Categories: US-Sport

NFL: Fabian Höller exclusive: The dream of the NFL

With their documentary “Dreaming of the NFL” Nico Baumbach and Fabian Jänsch have entered exciting new football territory: It is the first detailed documentary that accompanied Fabian Höller, a German college football player, in his preparations for the draft last year. Höller and the two producers spoke exclusively to SPOX and gave insights behind the scenes – to the incredible moments, as well as the unpleasant aspects. All three draft days are available live and in the original commentary on DAZN.

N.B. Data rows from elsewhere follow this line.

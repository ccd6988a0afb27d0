//! Body construction.
//!
//! A [`PhysicsBody`] is a fully built Rapier body/collider pair that is not yet
//! part of any world. Building either succeeds completely or returns an error,
//! so `WorldManager::register` never sees a half-constructed body.

use rapier3d::prelude::*;

use crate::{
    error::{Result, WorldError},
    settings::{
        DEFAULT_FRICTION, DEFAULT_MARGIN, DEFAULT_MASS, DEFAULT_RESTITUTION,
        DEFAULT_ROLLING_FRICTION,
    },
    shape::ShapeDef,
    types::{Quat, Transform, Vec3},
};

/// Mass and surface parameters of a body.
#[derive(Clone, Copy, Debug, PartialEq)]
pub struct MassParams {
    /// Kilograms. `0.0` makes the body static (immovable).
    pub mass: f32,
    pub friction: f32,
    /// Mapped onto angular damping; Rapier has no rolling friction term.
    pub rolling_friction: f32,
    pub restitution: f32,
}

impl Default for MassParams {
    fn default() -> Self {
        Self {
            mass: DEFAULT_MASS,
            friction: DEFAULT_FRICTION,
            rolling_friction: DEFAULT_ROLLING_FRICTION,
            restitution: DEFAULT_RESTITUTION,
        }
    }
}

impl MassParams {
    /// Immovable body with default surface parameters.
    pub fn fixed() -> Self {
        Self {
            mass: 0.0,
            ..Self::default()
        }
    }

    pub fn with_mass(mass: f32) -> Self {
        Self {
            mass,
            ..Self::default()
        }
    }

    #[inline]
    pub fn is_static(&self) -> bool {
        self.mass == 0.0
    }

    fn validate(&self) -> Result<()> {
        if !self.mass.is_finite() || self.mass < 0.0 {
            return Err(WorldError::InvalidMass(self.mass));
        }
        Ok(())
    }
}

/// Everything needed to build one body.
#[derive(Clone, Debug, PartialEq)]
pub struct BodyDef {
    /// Unscaled local shape.
    pub shape: ShapeDef,
    /// Initial world pose.
    pub transform: Transform,
    /// Local scale baked into the shape dimensions at build time.
    pub scale: Vec3,
    pub mass: MassParams,
    /// Collision margin (meters).
    pub margin: f32,
}

impl BodyDef {
    pub fn new(shape: ShapeDef) -> Self {
        Self {
            shape,
            transform: Transform::default(),
            scale: Vec3::new(1.0, 1.0, 1.0),
            mass: MassParams::default(),
            margin: DEFAULT_MARGIN,
        }
    }

    pub fn translation(mut self, translation: Vec3) -> Self {
        self.transform.translation = translation;
        self
    }

    pub fn rotation(mut self, rotation: Quat) -> Self {
        self.transform.rotation = rotation;
        self
    }

    pub fn scale(mut self, scale: Vec3) -> Self {
        self.scale = scale;
        self
    }

    pub fn mass(mut self, mass: MassParams) -> Self {
        self.mass = mass;
        self
    }

    pub fn margin(mut self, margin: f32) -> Self {
        self.margin = margin;
        self
    }
}

/// A built body waiting to be registered.
#[derive(Clone, Debug)]
pub struct PhysicsBody {
    pub(crate) rigid_body: RigidBody,
    pub(crate) collider: Collider,
    shape: ShapeDef,
    mass: MassParams,
}

impl PhysicsBody {
    /// Scaled shape the collider was built from.
    pub fn shape(&self) -> &ShapeDef {
        &self.shape
    }

    pub fn mass(&self) -> &MassParams {
        &self.mass
    }

    pub fn is_static(&self) -> bool {
        self.mass.is_static()
    }

    /// Pose the body will be inserted with.
    pub fn transform(&self) -> Transform {
        Transform::from(self.rigid_body.position())
    }
}

/// Build a body from a definition.
pub fn build_body(def: &BodyDef) -> Result<PhysicsBody> {
    def.mass.validate()?;
    if !def.transform.is_finite() {
        return Err(WorldError::InvalidPose);
    }

    let shape = def.shape.scaled(&def.scale)?;
    let shared = shape.to_shared_shape(def.margin)?;

    let builder = if def.mass.is_static() {
        RigidBodyBuilder::fixed()
    } else {
        RigidBodyBuilder::dynamic().angular_damping(def.mass.rolling_friction)
    };
    let rigid_body = builder.pose(def.transform.iso()).build();

    let mut collider = ColliderBuilder::new(shared)
        .friction(def.mass.friction)
        .restitution(def.mass.restitution);
    if !def.mass.is_static() {
        collider = collider.mass(def.mass.mass);
    }

    Ok(PhysicsBody {
        rigid_body,
        collider: collider.build(),
        shape,
        mass: def.mass,
    })
}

The leap from the GFL into the NFL is anything but easy and in many ways a huge hurdle – physically, but also mentally. Moubarak Djeri is trying this step with the Arizona Cardinals, Wide Receiver Moritz Böhringer is still working on his NFL dream, but didn’t take his chance at least with the Minnesota Vikings.

“Last year I was rather unprepared, I would say,” Böhringer openly admitted to SPOX last year. “It’s something completely different than in Germany, of course – just the fact that everything here is professional is a big change. Everything is more intense, the media are waiting everywhere. That’s something else.”

Fabian Höller can look back on four years of football experience in the USA. In college, but the transition from the GFL to college level was also difficult, as he now revealed in an interview with SPOX: “I didn’t really know what to expect – of course, I knew that it would be faster, harder, more physical and mentally anything but easy. But how much harder it would really be, I didn’t know that at that time; and that was clearly more.”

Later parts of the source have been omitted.